This work tackles the lack of a direct temperature readout in nonequilibrium quantum thermometry by introducing a thermodynamic-inference framework that assigns a time-dependent reference temperature $T_r(t)$ via the maximum-entropy principle using the thermometer’s mean energy. It then provides positive semi-definite error bounds $\mathcal{E}_1(t)$ and $\mathcal{E}_2(t)$ to construct a corrected dynamical temperature $T_{\rm corr}(t)$ (and $\beta_{\rm corr}(t)$) that converge to the true temperature $T$ as thermalization proceeds. The approach is validated on a qubit thermometer modeled by a Lindblad equation, showing that initial quantum coherence can boost readout precision while dephasing can reduce the metrological advantage, and that the corrected readout outperforms the raw reference temperature in finite time. The results offer a practically feasible route to real-time thermal monitoring in quantum technologies, enabling more reliable temperature control in nanoscale and cryogenic devices.

Abstract

Quantum thermometry aims to measure temperature in nanoscale quantum systems, paralleling classical thermometry. However, temperature is not a quantum observable, and most theoretical studies have therefore concentrated on analyzing fundamental precision limits set by the quantum Fisher information through the quantum Cramer-Rao bound. In contrast, whether a direct temperature readout can be achieved in quantum thermometry remains largely unexplored, particularly under the nonequilibrium conditions prevalent in real-world applications. To address this, we develop a direct temperature readout scheme based on a thermodynamic inference strategy.
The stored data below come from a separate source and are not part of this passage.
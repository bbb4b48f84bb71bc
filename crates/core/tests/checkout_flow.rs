//! End-to-end storefront scenarios: cart, reconciliation, voucher
//! application and message composition working together.

use jiff::Timestamp;
use rust_decimal::Decimal;
use testresult::TestResult;

use kiosk::{
    cart::{Cart, CartLine},
    checkout::{CustomerInfo, Order, PaymentMethod, compose_message, whatsapp_url},
    discounts::payable_total,
    inventory::{InventoryRecord, InventorySnapshot},
    storage::MemoryStore,
    vouchers::{self, DiscountType, Voucher, VoucherError},
};

fn line(product_id: &str, name: &str, unit_price: u64, quantity: u32) -> CartLine {
    CartLine {
        product_id: product_id.to_string(),
        name: name.to_string(),
        unit_price,
        image_ref: format!("/images/{product_id}.png"),
        quantity,
    }
}

fn save20k() -> Voucher {
    Voucher {
        id: "v-save20k".to_string(),
        code: "SAVE20K".to_string(),
        name: "Hemat 20 ribu".to_string(),
        description: Some("Potongan tetap Rp 20.000".to_string()),
        discount_type: DiscountType::Fixed,
        discount_value: Decimal::from(20_000_u32),
        min_purchase: 50_000,
        max_discount: None,
        usage_limit: None,
        used_count: 0,
        is_active: true,
        valid_until: None,
    }
}

fn customer() -> CustomerInfo {
    CustomerInfo {
        name: "Budi Santoso".to_string(),
        roblox_username: "budi123".to_string(),
        whatsapp: "081234567890".to_string(),
    }
}

#[test]
fn fixed_voucher_checkout_end_to_end() -> TestResult {
    let mut cart = Cart::load(MemoryStore::new())?;

    cart.add_item(line("p1", "Robux 800", 100_000, 1))?;

    let subtotal = cart.subtotal();
    assert_eq!(subtotal, 100_000);

    let applied = vouchers::apply(save20k(), subtotal, Timestamp::now())?;
    assert_eq!(applied.discount, 20_000);
    assert_eq!(payable_total(subtotal, applied.discount), 80_000);

    let customer = customer();
    let order = Order {
        store_name: "XPawto Store",
        lines: cart.lines(),
        customer: &customer,
        payment_method: PaymentMethod::Dana,
        subtotal,
        voucher: Some(&applied),
    };

    assert_eq!(order.total(), 80_000);

    let message = compose_message(&order);
    let url = whatsapp_url("6285128048534", &message);

    assert!(message.contains("*Total: Rp 80.000*"));
    assert!(url.starts_with("https://wa.me/6285128048534?text="));

    Ok(())
}

#[test]
fn fixed_voucher_rejects_subtotal_below_minimum() -> TestResult {
    let mut cart = Cart::load(MemoryStore::new())?;

    cart.add_item(line("p1", "Robux 400", 40_000, 1))?;

    let result = vouchers::apply(save20k(), cart.subtotal(), Timestamp::now());

    assert!(
        matches!(
            result,
            Err(vouchers::ApplyError::Ineligible(
                VoucherError::BelowMinimumPurchase(50_000)
            ))
        ),
        "expected BelowMinimumPurchase, got {result:?}"
    );

    Ok(())
}

#[test]
fn percentage_voucher_caps_at_max_discount() -> TestResult {
    let voucher = Voucher {
        code: "HEMAT10".to_string(),
        discount_type: DiscountType::Percentage,
        discount_value: Decimal::from(10_u32),
        min_purchase: 0,
        max_discount: Some(15_000),
        ..save20k()
    };

    let applied = vouchers::apply(voucher, 200_000, Timestamp::now())?;

    assert_eq!(applied.discount, 15_000);
    assert_eq!(payable_total(200_000, applied.discount), 185_000);

    Ok(())
}

#[test]
fn exhausted_voucher_never_applies() {
    let voucher = Voucher {
        usage_limit: Some(5),
        used_count: 5,
        ..save20k()
    };

    let result = vouchers::apply(voucher, 1_000_000, Timestamp::now());

    assert!(
        matches!(
            result,
            Err(vouchers::ApplyError::Ineligible(
                VoucherError::UsageLimitReached
            ))
        ),
        "expected UsageLimitReached, got {result:?}"
    );
}

#[test]
fn stale_cart_is_reconciled_before_checkout() -> TestResult {
    let mut cart = Cart::load(MemoryStore::new())?;

    cart.add_item(line("p1", "Robux 800", 100_000, 10))?;
    cart.add_item(line("p2", "Gamepass", 25_000, 1))?;

    // Fresh inventory arrives: p1 has only 3 left, p2 was pulled from sale.
    let snapshot = InventorySnapshot::from_records([
        InventoryRecord {
            product_id: "p1".to_string(),
            stock_count: 3,
            is_available: true,
        },
        InventoryRecord {
            product_id: "p2".to_string(),
            stock_count: 4,
            is_available: false,
        },
    ]);

    let report = cart.reconcile(&snapshot)?;

    assert_eq!(report.clamped.len(), 1);
    assert_eq!(report.removed.len(), 1);
    assert_eq!(cart.len(), 1);
    assert_eq!(cart.subtotal(), 300_000);

    Ok(())
}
The scheme integrates two conceptual developments: (i) By applying the maximum entropy principle with the thermometer's mean energy as a constraint, we assign a reference temperature to the nonequilibrium thermometer. We demonstrate that this reference temperature outperforms a commonly used effective temperature defined through equilibrium analogy. (ii) We obtain positive semi-definite error functions that lower-bound the deviation of the reference temperature from the true temperature-in analogy to the quantum Cramer-Rao bound for the mean squared error-and vanish upon thermalization with the sample. Combining the reference temperature with these error functions, we introduce a notion of corrected dynamical temperature which furnishes a postprocessed temperature readout under nonequilibrium conditions. We validate the corrected dynamical temperature in a qubit-based thermometer under a range of nonequilibrium initial states, confirming its capability to estimate the true temperature. Importantly, we find that increasing quantum coherence can enhance the precision of this readout.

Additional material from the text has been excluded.